Pacemaker and conducting cardiac muscle cells have very reduced amounts of contractile machinery (thick and thin filaments, etc). Cardiac muscle cells (cardiocytes; cardiomyocytes; cardiac myocytes) Cardiac muscle cells (Martini Fig 18-5) form branched fibres and adjacent cells are bound together by gap junctions and desmosomes at structures called intercalated discs. Intercalated discs convey the force of contraction from cell to cell and also propagate action potentials as the ions involved can diffuse from one cell to the next through the junctions.
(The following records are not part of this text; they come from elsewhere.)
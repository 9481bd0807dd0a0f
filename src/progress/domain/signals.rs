//! Progress signals stored on a user's task record.
//!
//! Two maps carry subtask state: a checkbox map keyed by subtask id, and an
//! open-ended metadata map whose top-level keys are buckets written by
//! criteria forms and external-action widgets. Bucket shapes are not
//! enforced; readers treat anything unexpected as "not satisfied".

use crate::catalog::domain::SubtaskId;
use serde::{Deserialize, Serialize};
use serde_json::{Map, Value};
use std::collections::BTreeMap;

/// Checkbox state per simple subtask.
#[derive(Debug, Clone, Default, PartialEq, Eq, Serialize, Deserialize)]
#[serde(transparent)]
pub struct SubtaskProgress(BTreeMap<SubtaskId, bool>);

impl SubtaskProgress {
    /// Creates an empty progress map.
    #[must_use]
    pub fn new() -> Self {
        Self::default()
    }

    /// Sets the checkbox state of a subtask.
    #[must_use]
    pub fn with(mut self, id: SubtaskId, checked: bool) -> Self {
        self.set(id, checked);
        self
    }

    /// Sets the checkbox state of a subtask in place.
    pub fn set(&mut self, id: SubtaskId, checked: bool) {
        self.0.insert(id, checked);
    }

    /// Returns whether the subtask is checked. Unknown ids are unchecked.
    #[must_use]
    pub fn is_checked(&self, id: &SubtaskId) -> bool {
        self.0.get(id).copied().unwrap_or(false)
    }

    /// Returns whether any subtask is checked.
    #[must_use]
    pub fn any_checked(&self) -> bool {
        self.0.values().any(|checked| *checked)
    }

    /// Returns whether the map has no entries.
    #[must_use]
    pub fn is_empty(&self) -> bool {
        self.0.is_empty()
    }
}

impl FromIterator<(SubtaskId, bool)> for SubtaskProgress {
    fn from_iter<I: IntoIterator<Item = (SubtaskId, bool)>>(iter: I) -> Self {
        Self(iter.into_iter().collect())
    }
}

/// Open-ended metadata buckets attached to a task record.
///
/// Criteria buckets map field names to answers
/// (`{"housing_criteria": {"budget": 900}}`); action buckets map provider
/// ids to completion flags (`{"platform_signup": {"wg_gesucht": true}}`).
#[derive(Debug, Clone, Default, PartialEq, Serialize, Deserialize)]
#[serde(transparent)]
pub struct TaskMetadata(Map<String, Value>);

impl TaskMetadata {
    /// Creates empty metadata.
    #[must_use]
    pub fn new() -> Self {
        Self::default()
    }

    /// Sets a top-level bucket.
    #[must_use]
    pub fn with_bucket(mut self, key: impl Into<String>, value: Value) -> Self {
        self.0.insert(key.into(), value);
        self
    }

    /// Returns a top-level bucket.
    #[must_use]
    pub fn bucket(&self, key: &str) -> Option<&Value> {
        self.0.get(key)
    }

    /// Returns the underlying map.
    #[must_use]
    pub const fn as_map(&self) -> &Map<String, Value> {
        &self.0
    }

    /// Returns whether no bucket is present.
    #[must_use]
    pub fn is_empty(&self) -> bool {
        self.0.is_empty()
    }

    /// Returns a copy with `updates` applied bucket by bucket.
    ///
    /// Buckets in `updates` replace buckets of the same key wholesale;
    /// nested values are not merged.
    #[must_use]
    pub fn merged(&self, updates: &Self) -> Self {
        let mut combined = self.0.clone();
        for (key, value) in &updates.0 {
            combined.insert(key.clone(), value.clone());
        }
        Self(combined)
    }

    /// Returns whether every listed field of a criteria bucket is filled in.
    ///
    /// A missing or non-object bucket is never complete. A field counts as
    /// filled in when it is present, not `null`, and not an empty string,
    /// array or object.
    #[must_use]
    pub fn criteria_complete(&self, criteria_key: &str, fields: &[String]) -> bool {
        let Some(Value::Object(answers)) = self.bucket(criteria_key) else {
            return false;
        };
        fields
            .iter()
            .all(|field| answers.get(field).is_some_and(is_filled_in))
    }

    /// Returns whether any provider of an action bucket is marked `true`.
    ///
    /// Only the JSON literal `true` counts; a missing or non-object bucket
    /// is never complete.
    #[must_use]
    pub fn any_provider_complete(&self, action_type: &str) -> bool {
        let Some(Value::Object(providers)) = self.bucket(action_type) else {
            return false;
        };
        providers.values().any(|done| *done == Value::Bool(true))
    }
}

impl From<Map<String, Value>> for TaskMetadata {
    fn from(map: Map<String, Value>) -> Self {
        Self(map)
    }
}

fn is_filled_in(value: &Value) -> bool {
    match value {
        Value::Null => false,
        Value::String(text) => !text.trim().is_empty(),
        Value::Array(items) => !items.is_empty(),
        Value::Object(entries) => !entries.is_empty(),
        Value::Bool(_) | Value::Number(_) => true,
    }
}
Cardiac muscle cells have sarcomeres (i.e. are striated) and contract by a similar sliding filament mechanism to that of skeletal muscle (see PTH121 notes), but with several very important modifications: 1. Cardiac muscle cells are relatively small and usually have a single central nucleus. 2. T-tubules are short and broad and encircle the sarcomeres at the Z-lines (no triads) 3. The sarcoplasmic reticulum lacks terminal cisternae and its tubules contact the cell membrane as well as the T-tubules. 4. Action potentials trigger the release of calcium ions (Ca2+) from the SR into the sarcoplasm and also increase the permeability of the sarcolemma to Ca2+ ions from the extracellular fluid. 5. Sarcomere contraction depends almost entirely on ATP from aerobic metabolism in mitochondria (cells have lipids and glycogen reserves as well as a high concentration of 02binding myoglobin molecules. Contraction of cardiac muscle cells Ventricular cardiac muscle cells: resting potential threshold potential -90mV -75mV

The stimulus normally is the excitation of an adjacent contractile cell in a portion of its cell membrane close to the intercalated disc so that the ions can pass through.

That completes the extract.